1 Introduction

Molecular dynamics (MD) simulations permit us to predict and analyze the static and dynamic properties of proteins. They also help in the determination of the structural stability and conformational changes of a protein and give insight into a protein’s molecular structure [24]. These simulations are evolving in their ability to convey molecular information and have become highly valuable for supplementing experimental methods. They are able to convey molecular events and transitions that are important for understanding the function and physiology of biological systems [24]. MD simulations can uncover three-dimensional structures and help elucidate the protein folding process [19]. In addition to the value of MD simulations for basic research, they are further valuable for application to rational drug design and hold great promise for the future of this field [20].
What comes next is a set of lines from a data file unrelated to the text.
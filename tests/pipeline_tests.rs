//! End-to-end: parser JSON in, diagnostics and navigation out.

use linkscope::lsp::{GoToDefinition, HoverProvider, SemanticTokensProvider};
use linkscope::{AnalysisOptions, Classification, Position, Range, TreeError, analyze_document};
use serde_json::json;

const URI: &str = "file:///greet.links";

const SOURCE: &str = "fun greet(name) {\n  \"Hello, \" ^^ name\n}\nvar msg = greet(\"Ada\");\nprint(mesg)\n";

fn tree_json() -> String {
    json!(["Interior", "Fun: dummy_wrapper", "0:1-7:2", [
        ["Interior", "Block", "0:1-7:2", [
            ["Interior", "Fun: greet", "1:1-3:2", [
                ["Interior", "Params", "1:10-1:16", [
                    ["Leaf", "Binder: name", "1:11-1:15"]
                ]],
                ["Interior", "InfixAppl: ^^", "2:3-2:20", [
                    ["Leaf", "Constant: \"Hello, \"", "2:3-2:12"],
                    ["Leaf", "Variable: name", "2:16-2:20"]
                ]]
            ]],
            ["Interior", "Val", "4:1-4:24", [
                ["Leaf", "Binder: msg", "4:5-4:8"],
                ["Interior", "FnAppl", "4:11-4:23", [
                    ["Leaf", "Variable: greet", "4:11-4:16"],
                    ["Leaf", "Constant: \"Ada\"", "4:17-4:22"]
                ]]
            ]],
            ["Interior", "FnAppl", "5:1-5:12", [
                ["Leaf", "Variable: print", "5:1-5:6"],
                ["Leaf", "Variable: mesg", "5:7-5:11"]
            ]]
        ]]
    ]])
    .to_string()
}

#[test]
fn test_typo_is_the_only_diagnostic() {
    let analysis = analyze_document(URI, SOURCE, &tree_json(), &AnalysisOptions::default()).unwrap();
    assert_eq!(analysis.diagnostics.len(), 1);
    let diagnostic = &analysis.diagnostics[0];
    assert_eq!(diagnostic.code, Some(1001));
    assert_eq!(diagnostic.range, Range::on_line(4, 6, 4));
    assert_eq!(diagnostic.message, "Variable 'mesg' is not defined.");
}

#[test]
fn test_navigation_over_parsed_tree() {
    let analysis = analyze_document(URI, SOURCE, &tree_json(), &AnalysisOptions::default()).unwrap();

    let definition = GoToDefinition::new(&analysis)
        .definition(Position::new(3, 11))
        .unwrap();
    assert_eq!(definition.range, Range::on_line(0, 4, 5));

    let hover = HoverProvider::new(&analysis)
        .hover(Position::new(1, 16))
        .unwrap();
    assert_eq!(hover.contents[1], "(parameter)");

    let classified = SemanticTokensProvider::new(&analysis).classify();
    assert!(classified.contains(&(Range::on_line(1, 2, 9), Classification::StringConstant)));
    assert!(classified.contains(&(Range::on_line(3, 4, 3), Classification::UnusedVariable)));
    assert!(classified.contains(&(Range::on_line(0, 4, 5), Classification::UsedFunction)));
}

#[test]
fn test_malformed_tree_is_an_error() {
    let result = analyze_document(URI, SOURCE, "[\"Leaf\"]", &AnalysisOptions::default());
    assert!(matches!(result, Err(TreeError::MalformedNode { .. })));
}
//! Syntax layer for the linkscope backend.
//!
//! This crate turns the Links parser's structured output into an arena tree
//! and maps parser-native positions onto editor positions:
//! - `raw`: the `[kind, label, span, children]` wire format
//! - `label`: one-time decoding of labels into `NodeKind`
//! - `adapter`: arena construction and the span repair passes
//! - `reconcile`: the position shift and per-classification narrowing

// Arena, node kinds and indices
pub mod node;
pub use node::{BinderRole, Literal, Node, NodeArena, NodeIndex, NodeKind, NodeShape};

pub mod label;
pub use label::decode_label;

// Structured parser output
pub mod raw;
pub use raw::{RawNode, decode_span, encode_span};

pub mod adapter;
pub use adapter::{SyntaxTree, TreeError};

mod repair;

// Native -> editor coordinates
pub mod reconcile;
pub use reconcile::{Classification, FUN_KEYWORD_WIDTH, PositionShift, Reconciler, narrow};

#[doc(hidden)]
pub mod fixtures;
//! Timezone lookup over a boundary database.
//!
//! Scans the table of contents in stored order. Each entry's bounding box is
//! checked first; only entries whose box contains the query have their shapes
//! decoded and ray-cast. The first entry with a containing shape wins.

pub mod polygon;

use serde::Serialize;
use tracing::{debug, trace};

use crate::error::LookupError;
use crate::format::codec::encode_fixed;
use crate::format::{
    read_bounding_box, read_entry, read_entry_count, read_header, read_shape, read_shape_count,
    DatabaseHeader, Entry, Point, PointRing, DEFAULT_SIGNATURE, HEADER_SIZE, LATITUDE_SCALE,
    LONGITUDE_SCALE,
};
use crate::storage::StorageBackend;

pub use polygon::{crosses, ring_contains};

/// The entry a query point resolved to.
#[derive(Debug, Clone, PartialEq, Eq, Serialize)]
pub struct RegionMatch {
    pub name: String,
    /// Timezone rule string, verbatim from the database.
    pub timezone: String,
}

/// Convert a query coordinate to fixed-point at the given precision.
pub fn to_fixed(latitude: f64, longitude: f64, precision: u8) -> Point {
    Point::new(
        encode_fixed(latitude, LATITUDE_SCALE, precision),
        encode_fixed(longitude, LONGITUDE_SCALE, precision),
    )
}

fn check_coordinate(latitude: f64, longitude: f64) -> Result<(), LookupError> {
    let valid = latitude.is_finite()
        && longitude.is_finite()
        && (-LATITUDE_SCALE..=LATITUDE_SCALE).contains(&latitude)
        && (-LONGITUDE_SCALE..=LONGITUDE_SCALE).contains(&longitude);
    if valid {
        Ok(())
    } else {
        Err(LookupError::InvalidCoordinate {
            latitude,
            longitude,
        })
    }
}

/// Geofence engine over one database image.
///
/// Holds no mutable state; any number of lookups may run concurrently when
/// the backend is `Sync`.
pub struct Geofence<S> {
    storage: S,
    expected_signature: Option<[u8; 4]>,
}

impl<S: StorageBackend> Geofence<S> {
    pub fn new(storage: S) -> Self {
        Self {
            storage,
            expected_signature: Some(DEFAULT_SIGNATURE),
        }
    }

    /// Signature the header must carry, or `None` to accept any.
    pub fn with_expected_signature(mut self, signature: Option<[u8; 4]>) -> Self {
        self.expected_signature = signature;
        self
    }

    pub fn storage(&self) -> &S {
        &self.storage
    }

    /// Read and validate the database header.
    pub fn header(&self) -> Result<DatabaseHeader, LookupError> {
        let (header, _) = read_header(&self.storage, 0)?;

        if let Some(expected) = self.expected_signature {
            if header.signature != expected {
                return Err(LookupError::malformed(format!(
                    "signature {:?} does not match expected {:?}",
                    header.signature_str(),
                    String::from_utf8_lossy(&expected)
                )));
            }
        }
        if !(1..=32).contains(&header.precision) {
            return Err(LookupError::malformed(format!(
                "precision {} is outside 1..=32",
                header.precision
            )));
        }

        Ok(header)
    }

    /// All entries of the table of contents, in stored order.
    pub fn entries(&self) -> Result<Vec<Entry>, LookupError> {
        self.header()?;
        let (count, mut offset) = read_entry_count(&self.storage, HEADER_SIZE)?;

        let mut entries = Vec::with_capacity(count as usize);
        for _ in 0..count {
            let (entry, next) = read_entry(&self.storage, offset)?;
            offset = next;
            entries.push(entry);
        }
        Ok(entries)
    }

    /// Resolve a coordinate to the first entry whose shapes contain it.
    pub fn lookup(
        &self,
        latitude: f64,
        longitude: f64,
    ) -> Result<Option<RegionMatch>, LookupError> {
        check_coordinate(latitude, longitude)?;

        let header = self.header()?;
        debug!(
            "Timezone database: version {}, signature {}, precision {}, created {}",
            header.version,
            header.signature_str(),
            header.precision,
            header.creation_date_str()
        );

        let query = to_fixed(latitude, longitude, header.precision);
        debug!(
            "Search latitude {} ({}), longitude {} ({})",
            latitude, query.latitude, longitude, query.longitude
        );

        let (count, mut offset) = read_entry_count(&self.storage, HEADER_SIZE)?;
        debug!("Entries in TOC: {}", count);

        for _ in 0..count {
            let (entry, next) = read_entry(&self.storage, offset)?;
            offset = next;

            if self.entry_contains(&entry, query)? {
                debug!("Inside timezone: {}", entry.name);
                return Ok(Some(RegionMatch {
                    name: entry.name,
                    timezone: entry.value,
                }));
            }
        }

        Ok(None)
    }

    /// Timezone rule string for a coordinate, `None` when no region contains it.
    pub fn find_timezone(
        &self,
        latitude: f64,
        longitude: f64,
    ) -> Result<Option<String>, LookupError> {
        Ok(self.lookup(latitude, longitude)?.map(|m| m.timezone))
    }

    fn entry_contains(&self, entry: &Entry, query: Point) -> Result<bool, LookupError> {
        let (bbox, offset) = read_bounding_box(&self.storage, entry.position)?;
        if !bbox.contains(query) {
            return Ok(false);
        }
        trace!("Inside bounding box of {}", entry.name);

        let (shapes, mut offset) = read_shape_count(&self.storage, offset)?;
        for _ in 0..shapes {
            let (shape, next) = read_shape(&self.storage, offset)?;
            offset = next;

            let ring = PointRing::open(&self.storage, shape.position)?;
            if ring_contains(ring, query)? {
                return Ok(true);
            }
        }

        Ok(false)
    }
}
Tumor differentiation factor (TDF) is a protein that has not been extensively researched and is not well-understood [23, 27, 32]. The application of MD simulations therefore could help to expand knowledge of TDF. TDF was originally identified as a pituitary-derived factor that causes aggregation and differentiation of rat mammary tumor cells [17]. TDF protein has 108 amino acids and was isolated from a human cDNA library through expression cloning [18]. The molecular weight of TDF protein is 17 kDa. TDF is believed to be produced by the pituitary and secreted into the blood, with an identified putative receptor and unknown mechanism of action [28, 29].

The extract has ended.